I don't care about fixing Reddit and I don't care about teaching Reddit a lesson. I don't care if the site buckles or continues to hold on and grow while they regulalry downgrade their service as they have been doing for the 10 years I've been an active user. No protest of anything Reddit has done has ever caused Reddit to reconsider what they're doing. Reddit does not care about anything because it's not a person. It's a business entity which will attempt by any means to maximise profit. Having a functional website or having human users or moderation at all are not strictly necessary to secure investment or generate ad revenue. Doing what investors want them to do, regardless of the actual effect it may have long-term, is what will get them investment now. That is more important to Reddit than everything else put together. There's no mastermind, no one's at the wheel, no idiot is unilaterally making decisions like a king. There's only the inevitable consequences of the collective decisions of businesspeople participating in corporate capitalism.

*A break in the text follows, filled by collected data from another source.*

//! Storage port for the products table.
//!
//! The dispatcher only talks to [`ProductStore`]; `main` injects the DynamoDB
//! adapter and the tests inject the in-memory store.

use serde_json::{Map, Value};
use std::future::Future;

#[cfg(test)]
pub(crate) mod memory;

/// Name of the partition key attribute.
pub(crate) const KEY_ATTRIBUTE: &str = "id";

/// A schema-free table item.
pub(crate) type Item = Map<String, Value>;

/// One page of a table scan.
#[derive(Debug, Default)]
pub(crate) struct ScanPage {
    pub items: Vec<Item>,
    /// Present when the scan stopped early; pass it back to continue.
    pub last_evaluated_key: Option<Item>,
}

pub(crate) trait ProductStore {
    fn get(&self, id: &str) -> impl Future<Output = Result<Option<Item>, StoreError>> + Send;

    fn scan(
        &self,
        exclusive_start_key: Option<Item>,
    ) -> impl Future<Output = Result<ScanPage, StoreError>> + Send;

    /// Write `item`, replacing any item with the same key.
    fn put(&self, item: Item) -> impl Future<Output = Result<(), StoreError>> + Send;

    /// Set a single attribute and return the new values of the updated attributes.
    fn update_attribute(
        &self,
        id: &str,
        attribute: &str,
        value: Value,
    ) -> impl Future<Output = Result<Item, StoreError>> + Send;

    /// Remove the item and return it as it was before deletion, if it existed.
    fn delete(&self, id: &str) -> impl Future<Output = Result<Option<Item>, StoreError>> + Send;
}

/// Failure reported by the storage backend.
///
/// The display text is the backend's own message and is what callers see.
#[derive(Debug, thiserror::Error)]
pub(crate) enum StoreError {
    #[error("{message}")]
    Service {
        code: Option<String>,
        message: String,
    },
    #[error("{0}")]
    Transport(String),
}

impl StoreError {
    pub fn service(code: Option<&str>, message: impl Into<String>) -> Self {
        Self::Service {
            code: code.map(str::to_string),
            message: message.into(),
        }
    }

    /// Service error code, e.g. `ResourceNotFoundException`.
    pub fn code(&self) -> Option<&str> {
        match self {
            Self::Service { code, .. } => code.as_deref(),
            Self::Transport(_) => None,
        }
    }
}
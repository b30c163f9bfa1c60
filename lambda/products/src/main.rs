use lambda_http::{run, service_fn, tracing, Error};
mod config;
mod dynamo;
mod http_handler;
mod response;
mod store;
use config::Config;
use dynamo::DynamoTable;
use http_handler::function_handler;

#[tokio::main]
async fn main() -> Result<(), Error> {
    tracing::init_default_subscriber();

    let config = Config::from_env()?;
    tracing::info!(table = %config.table_name, region = ?config.region, "starting products function");
    let table = DynamoTable::connect(&config).await;

    run(service_fn(|event| function_handler(&table, event))).await
}
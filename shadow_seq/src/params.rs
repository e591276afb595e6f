//! The string-keyed parameter surface.
//!
//! Hierarchical keys like `track_3_step_7_gate` arrive from the UI layer
//! as strings. Parsing happens once, here, into typed keys; the engine
//! applies typed keys only. Unrecognized keys parse to `None` and writes
//! with out-of-range values are ignored at apply time.

/// A fully parsed parameter address.
#[derive(Debug, Clone, Copy, PartialEq, Eq)]
pub enum ParamKey {
    Global(GlobalKey),
    /// Newline-delimited `key\nvalue` pairs applied in order.
    BulkSet,
    Track(usize, TrackKey),
    Step { track: usize, step: usize, key: StepKey },
    Transpose(TransposeKey),
    /// Immediate CC transmit: `send_cc_CH_CC = value`.
    SendCc { channel: u8, cc: u8 },
}

#[derive(Debug, Clone, Copy, PartialEq, Eq)]
pub enum GlobalKey {
    Bpm,
    Playing,
    SendClock,
    MasterReset,
    CurrentTranspose,
    LiveTranspose,
    NumTracks,
    BeatCount,
    /// Legacy read: track 0's current step.
    CurrentStep,
    DetectedScaleRoot,
    DetectedScaleName,
}

#[derive(Debug, Clone, Copy, PartialEq, Eq)]
pub enum TrackKey {
    Channel,
    Mute,
    Length,
    Speed,
    Swing,
    ChordFollow,
    ArpMode,
    ArpSpeed,
    ArpOctave,
    LoopStart,
    LoopEnd,
    Pattern,
    CurrentStep,
    PreviewVelocity,
    PreviewNote,
    PreviewNoteOff,
}

#[derive(Debug, Clone, Copy, PartialEq, Eq)]
pub enum StepKey {
    Note,
    Notes,
    NumNotes,
    Vel,
    Velocity,
    VelocityDelta,
    AddNote,
    RemoveNote,
    Clear,
    Gate,
    Cc1,
    Cc2,
    Probability,
    ConditionN,
    ConditionM,
    ConditionNot,
    ParamSparkN,
    ParamSparkM,
    ParamSparkNot,
    CompSparkN,
    CompSparkM,
    CompSparkNot,
    Jump,
    Ratchet,
    Length,
    Offset,
    ArpMode,
    ArpSpeed,
    ArpLayer,
}

#[derive(Debug, Clone, Copy, PartialEq, Eq)]
pub enum TransposeKey {
    Clear,
    SequenceEnabled,
    StepCount,
    TotalSteps,
    /// Virtual playhead position (after jumps), read-only.
    CurrentStep,
    Step { idx: usize, field: TransposeField },
}

#[derive(Debug, Clone, Copy, PartialEq, Eq)]
pub enum TransposeField {
    Transpose,
    Duration,
    Jump,
    ConditionN,
    ConditionM,
    ConditionNot,
}

/// Split `"<digits>_rest"` into the index and the rest.
fn split_index(s: &str) -> Option<(usize, &str)> {
    let underscore = s.find('_')?;
    let idx: usize = s[..underscore].parse().ok()?;
    Some((idx, &s[underscore + 1..]))
}

fn parse_step_key(s: &str) -> Option<StepKey> {
    Some(match s {
        "note" => StepKey::Note,
        "notes" => StepKey::Notes,
        "num_notes" => StepKey::NumNotes,
        "vel" => StepKey::Vel,
        "velocity" => StepKey::Velocity,
        "velocity_delta" => StepKey::VelocityDelta,
        "add_note" => StepKey::AddNote,
        "remove_note" => StepKey::RemoveNote,
        "clear" => StepKey::Clear,
        "gate" => StepKey::Gate,
        "cc1" => StepKey::Cc1,
        "cc2" => StepKey::Cc2,
        "probability" => StepKey::Probability,
        "condition_n" => StepKey::ConditionN,
        "condition_m" => StepKey::ConditionM,
        "condition_not" => StepKey::ConditionNot,
        "param_spark_n" => StepKey::ParamSparkN,
        "param_spark_m" => StepKey::ParamSparkM,
        "param_spark_not" => StepKey::ParamSparkNot,
        "comp_spark_n" => StepKey::CompSparkN,
        "comp_spark_m" => StepKey::CompSparkM,
        "comp_spark_not" => StepKey::CompSparkNot,
        "jump" => StepKey::Jump,
        "ratchet" => StepKey::Ratchet,
        "length" => StepKey::Length,
        "offset" => StepKey::Offset,
        "arp_mode" => StepKey::ArpMode,
        "arp_speed" => StepKey::ArpSpeed,
        "arp_layer" => StepKey::ArpLayer,
        _ => return None,
    })
}

fn parse_track_rest(track: usize, rest: &str) -> Option<ParamKey> {
    if let Some(step_rest) = rest.strip_prefix("step_") {
        let (step, field) = split_index(step_rest)?;
        if step >= crate::track::NUM_STEPS {
            return None;
        }
        return Some(ParamKey::Step { track, step, key: parse_step_key(field)? });
    }

    let key = match rest {
        "channel" => TrackKey::Channel,
        "mute" => TrackKey::Mute,
        "length" => TrackKey::Length,
        "speed" => TrackKey::Speed,
        "swing" => TrackKey::Swing,
        "chord_follow" => TrackKey::ChordFollow,
        "arp_mode" => TrackKey::ArpMode,
        "arp_speed" => TrackKey::ArpSpeed,
        "arp_octave" => TrackKey::ArpOctave,
        "loop_start" => TrackKey::LoopStart,
        "loop_end" => TrackKey::LoopEnd,
        "pattern" => TrackKey::Pattern,
        "current_step" => TrackKey::CurrentStep,
        "preview_velocity" => TrackKey::PreviewVelocity,
        "preview_note" => TrackKey::PreviewNote,
        "preview_note_off" => TrackKey::PreviewNoteOff,
        _ => return None,
    };
    Some(ParamKey::Track(track, key))
}

/// Parse one string key into its typed address.
pub fn parse(key: &str) -> Option<ParamKey> {
    match key {
        "bulk_set" => return Some(ParamKey::BulkSet),
        "bpm" => return Some(ParamKey::Global(GlobalKey::Bpm)),
        "playing" => return Some(ParamKey::Global(GlobalKey::Playing)),
        "send_clock" => return Some(ParamKey::Global(GlobalKey::SendClock)),
        "master_reset" => return Some(ParamKey::Global(GlobalKey::MasterReset)),
        "current_transpose" => return Some(ParamKey::Global(GlobalKey::CurrentTranspose)),
        "live_transpose" => return Some(ParamKey::Global(GlobalKey::LiveTranspose)),
        "num_tracks" => return Some(ParamKey::Global(GlobalKey::NumTracks)),
        "beat_count" => return Some(ParamKey::Global(GlobalKey::BeatCount)),
        "current_step" => return Some(ParamKey::Global(GlobalKey::CurrentStep)),
        "detected_scale_root" => return Some(ParamKey::Global(GlobalKey::DetectedScaleRoot)),
        "detected_scale_name" => return Some(ParamKey::Global(GlobalKey::DetectedScaleName)),
        "transpose_clear" => return Some(ParamKey::Transpose(TransposeKey::Clear)),
        "transpose_sequence_enabled" => {
            return Some(ParamKey::Transpose(TransposeKey::SequenceEnabled))
        }
        "transpose_step_count" => return Some(ParamKey::Transpose(TransposeKey::StepCount)),
        "transpose_total_steps" => return Some(ParamKey::Transpose(TransposeKey::TotalSteps)),
        "current_transpose_step" => return Some(ParamKey::Transpose(TransposeKey::CurrentStep)),
        _ => {}
    }

    if let Some(rest) = key.strip_prefix("transpose_step_") {
        let (idx, field) = split_index(rest)?;
        let field = match field {
            "transpose" => TransposeField::Transpose,
            "duration" => TransposeField::Duration,
            "jump" => TransposeField::Jump,
            "condition_n" => TransposeField::ConditionN,
            "condition_m" => TransposeField::ConditionM,
            "condition_not" => TransposeField::ConditionNot,
            _ => return None,
        };
        return Some(ParamKey::Transpose(TransposeKey::Step { idx, field }));
    }

    if let Some(rest) = key.strip_prefix("send_cc_") {
        let (channel, cc_str) = split_index(rest)?;
        let cc: u8 = cc_str.parse().ok()?;
        if channel <= 15 && cc <= 127 {
            return Some(ParamKey::SendCc { channel: channel as u8, cc });
        }
        return None;
    }

    if let Some(rest) = key.strip_prefix("track_") {
        let (track, field) = split_index(rest)?;
        if track >= crate::track::NUM_TRACKS {
            return None;
        }
        return parse_track_rest(track, field);
    }

    // Legacy single-track addressing: step_S_note edits track 0.
    if let Some(rest) = key.strip_prefix("step_") {
        let (step, field) = split_index(rest)?;
        if step < crate::track::NUM_STEPS && field == "note" {
            return Some(ParamKey::Step { track: 0, step, key: StepKey::Note });
        }
        return None;
    }

    None
}

/// Iterate the `key\nvalue` pairs of a bulk_set payload. Nested
/// `bulk_set` keys are skipped to keep the recursion guarded.
pub fn bulk_pairs(payload: &str) -> impl Iterator<Item = (&str, &str)> {
    let mut lines = payload.split('\n');
    std::iter::from_fn(move || loop {
        let key = lines.next()?;
        let val = lines.next()?;
        if key.is_empty() || key == "bulk_set" {
            continue;
        }
        return Some((key, val));
    })
}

The main reason I don't care is that I don't have to care anymore. The Fediverse has been a breath of fresh air after a very long time.

[–] Poot@beehaw.org 1 points 2 years ago

No reason to go back and every reason not to. The Fediverse is my home now.

[–] ulu_mulu@lemmy.world 1 points 2 years ago (1 children)

I don't care about fixing reddit either, I don't care if it lives or dies, not anymore, tho it wouldn't be bad IMO teaching the CEO a lesson in humility.

[–] Nosferatu@lemmy.world 1 points 2 years ago

Hard to teach humility to a dude who is surrounded by institutional investors funneling millions into his pockets.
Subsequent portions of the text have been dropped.